Children are all subject to varying levels of luckiness or unluckiness when it comes to being born. This gives me a headache.


Palestinians definitely have their own version of nightlife, at least in Bethlehem. People just walk in the streets and seem to be enjoying themselves. I think I will go explore tonight.



Even though it is in the West Bank, Bethlehem is a tourist attraction for many people who visit Israel. Paradise Hotel, for example, overlooks the Azza refugee camp. It is an unlikely marriage between a fetishized exoticism and its corresponding third-world reality. Here is a photo of all of Bethlehem.




Going over some early video I got when I first got here: 

“Here is my father-in-law’s restaurant and here is the wall.” 

My taxi driver makes a detour to show me the section of the separation wall in Bethlehem. He shows me his father-in-law's restaurant which is right behind the wall. He makes it clear that the wall is inside the city. Israelis call this a separation barrier while Palestinians see it as an annexation wall.


In the afternoon, I visited the Al Harrah Theater in Beit Jala. This is a famous theater here and I was fortunate enough to watch a rehearsal of a movement piece which will be performing in Liverpool next week. The piece is an abstract psycho-history of the Palestinian struggle and it definitely engaged me. Afterwards, I struck up immediate conversations with the actors and director, and laughed with them, and exchanged numbers. The artistic director and Said, one of the actors, helped me find my way back to Beit Sahour. It may be a cliché but I feel like I’ve known them all for years. I used to think that I was just awkward when it came to meeting people, but I guess people were just awkward when it came to meeting me. Here, I am on a below-the-belt joking level with people I have just known for a day or two. I am going back to Al-Harrah next week.

Also, it has been great to have a fellow participant with me at Siraj, Lila, who is Palestinian-American and speaks fluent English. We talk for hours and share experiences, debate politics as though we are going to resolve the Palestine problem tomorrow along with all of the world’s injustices in one fell swoop, and just laugh about very surface-things too. She is wonderful.

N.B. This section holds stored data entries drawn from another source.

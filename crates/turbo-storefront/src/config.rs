//! Storefront client configuration.
//!
//! ```toml
//! [api]
//! base_url = "http://localhost:5003/api"
//! timeout_secs = 15
//!
//! [pricing]
//! currency = "USD"
//! tax_rate_bps = 1000
//! free_shipping_threshold_cents = 5000
//! flat_shipping_cents = 599
//!
//! [checkout]
//! shipping_method = "standard"
//! notes = "Order from website"
//! confirmation_delay_ms = 1000
//!
//! [logging]
//! level = "warn"
//! format = "human"
//! ```

use crate::StorefrontError;
use serde::{Deserialize, Serialize};
use std::path::Path;
use std::time::Duration;
use turbo_commerce::cart::{PricingPolicy, ShippingPolicy};
use turbo_commerce::checkout::{DEFAULT_ORDER_NOTES, DEFAULT_SHIPPING_METHOD};
use turbo_commerce::money::Currency;
use turbo_observability::LogConfig;

/// Environment variable overriding `api.base_url`.
pub const API_URL_ENV: &str = "TURBO_API_URL";

/// Top-level configuration.
#[derive(Debug, Clone, Default, PartialEq, Serialize, Deserialize)]
#[serde(default)]
pub struct StorefrontConfig {
    pub api: ApiConfig,
    pub pricing: PricingConfig,
    pub checkout: CheckoutConfig,
    pub logging: LogConfig,
}

impl StorefrontConfig {
    /// Load from a file; `.json` files are read as JSON, anything else as TOML.
    pub fn load(path: impl AsRef<Path>) -> Result<Self, StorefrontError> {
        let path = path.as_ref();
        let content = std::fs::read_to_string(path).map_err(|e| {
            StorefrontError::Config(format!("failed to read {}: {}", path.display(), e))
        })?;

        if path.extension().is_some_and(|ext| ext == "json") {
            Ok(serde_json::from_str(&content)?)
        } else {
            Self::from_toml_str(&content)
        }
    }

    pub fn from_toml_str(content: &str) -> Result<Self, StorefrontError> {
        Ok(toml::from_str(content)?)
    }

    /// Apply `TURBO_API_URL`, if set.
    pub fn with_env_overrides(mut self) -> Self {
        if let Ok(url) = std::env::var(API_URL_ENV) {
            if !url.trim().is_empty() {
                self.api.base_url = url;
            }
        }
        self
    }

    /// Reject values that cannot work.
    pub fn validate(&self) -> Result<(), StorefrontError> {
        if !self.api.base_url.starts_with("http://") && !self.api.base_url.starts_with("https://")
        {
            return Err(StorefrontError::Config(format!(
                "api.base_url must be an http(s) URL, got {:?}",
                self.api.base_url
            )));
        }
        if self.api.timeout_secs == 0 {
            return Err(StorefrontError::Config(
                "api.timeout_secs must be positive".to_string(),
            ));
        }
        self.pricing.currency()?;
        if self.pricing.flat_shipping_cents < 0 {
            return Err(StorefrontError::Config(
                "pricing.flat_shipping_cents must not be negative".to_string(),
            ));
        }
        Ok(())
    }
}

/// Remote API settings.
#[derive(Debug, Clone, PartialEq, Eq, Serialize, Deserialize)]
#[serde(default)]
pub struct ApiConfig {
    pub base_url: String,
    pub timeout_secs: u64,
}

impl ApiConfig {
    pub fn timeout(&self) -> Duration {
        Duration::from_secs(self.timeout_secs)
    }
}

impl Default for ApiConfig {
    fn default() -> Self {
        Self {
            base_url: "http://localhost:5003/api".to_string(),
            timeout_secs: 15,
        }
    }
}

/// Tax and shipping settings.
#[derive(Debug, Clone, PartialEq, Eq, Serialize, Deserialize)]
#[serde(default)]
pub struct PricingConfig {
    pub currency: String,
    pub tax_rate_bps: u32,
    /// Subtotals strictly above this ship free.
    pub free_shipping_threshold_cents: i64,
    pub flat_shipping_cents: i64,
}

impl PricingConfig {
    pub fn currency(&self) -> Result<Currency, StorefrontError> {
        Currency::from_code(&self.currency).ok_or_else(|| {
            StorefrontError::Config(format!("unknown currency {:?}", self.currency))
        })
    }

    pub fn policy(&self) -> PricingPolicy {
        PricingPolicy {
            tax_rate_bps: self.tax_rate_bps,
            shipping: ShippingPolicy {
                free_threshold_cents: Some(self.free_shipping_threshold_cents),
                flat_rate_cents: self.flat_shipping_cents,
            },
        }
    }
}

impl Default for PricingConfig {
    fn default() -> Self {
        let policy = PricingPolicy::default();
        Self {
            currency: Currency::USD.code().to_string(),
            tax_rate_bps: policy.tax_rate_bps,
            free_shipping_threshold_cents: policy.shipping.free_threshold_cents.unwrap_or(0),
            flat_shipping_cents: policy.shipping.flat_rate_cents,
        }
    }
}

/// Order submission settings.
#[derive(Debug, Clone, PartialEq, Eq, Serialize, Deserialize)]
#[serde(default)]
pub struct CheckoutConfig {
    pub shipping_method: String,
    pub notes: String,
    /// How long the confirmation step waits before showing the placeholder order.
    pub confirmation_delay_ms: u64,
}

impl CheckoutConfig {
    pub fn confirmation_delay(&self) -> Duration {
        Duration::from_millis(self.confirmation_delay_ms)
    }
}

impl Default for CheckoutConfig {
    fn default() -> Self {
        Self {
            shipping_method: DEFAULT_SHIPPING_METHOD.to_string(),
            notes: DEFAULT_ORDER_NOTES.to_string(),
            confirmation_delay_ms: 1000,
        }
    }
}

There are three refugee camps in Bethlehem: Aida, Azza, and Di’heisha. Wednesday morning, I volunteered at the Al Rawad Center inside the Aida refugee camp which is home to 5000 refugees. Rawad is the camp’s recreation facility with a theater unit, photography/video unit, drawing unit, and women’s center. I toured the area and interviewed the head of Al-Rawwad Center who is an incredibly articulate Muslim woman. Being here in Falastin where hijab is not mandatory, I have realized that a woman who chooses to wear a headscarf can be just as “liberated” (whatever that word means) or integrated into her community as any “western” woman. The head of Rawaad seemed arguably moreso, in fact, than a certain type of idealized western woman. All cultures produce their own idealized barriers and the people who decide to break them, regardless of how they choose to dress. Social constructs about “west” and “east” start to become laughable when you travel away from home.

Tuesday, July 14, 2009

Sunday July 12, 7pm. Questioned at the airport for about half an hour, telling them I am a tourist backpacking through the country. A taxi driver, Palestinian, picks me up to take me from the airport in Tel Aviv to my host family in Beit Sahour which is a small town near Bethlehem. At first he is wary to talk politics, but once we pass by Jerusalem, he points out a number of Israeli settlements on the way between Jerusalem and Bethlehem. Two of these are Ramot and Gilo C. He keeps emphasizing how large they are, some with as many as 50,000 people, and how removal of them seems nearly impossible now. Since the settlements are inside the West Bank east of the 1967 border, the wall is also inside the West Bank, dividing these settlements from Palestinian villages. Its route is tediously circuitous and combined with the checkpoints makes movement even inside the West Bank difficult for Palestinians. I took a lot of footage but it is difficult to upload video to this blog because of the shaky internet service.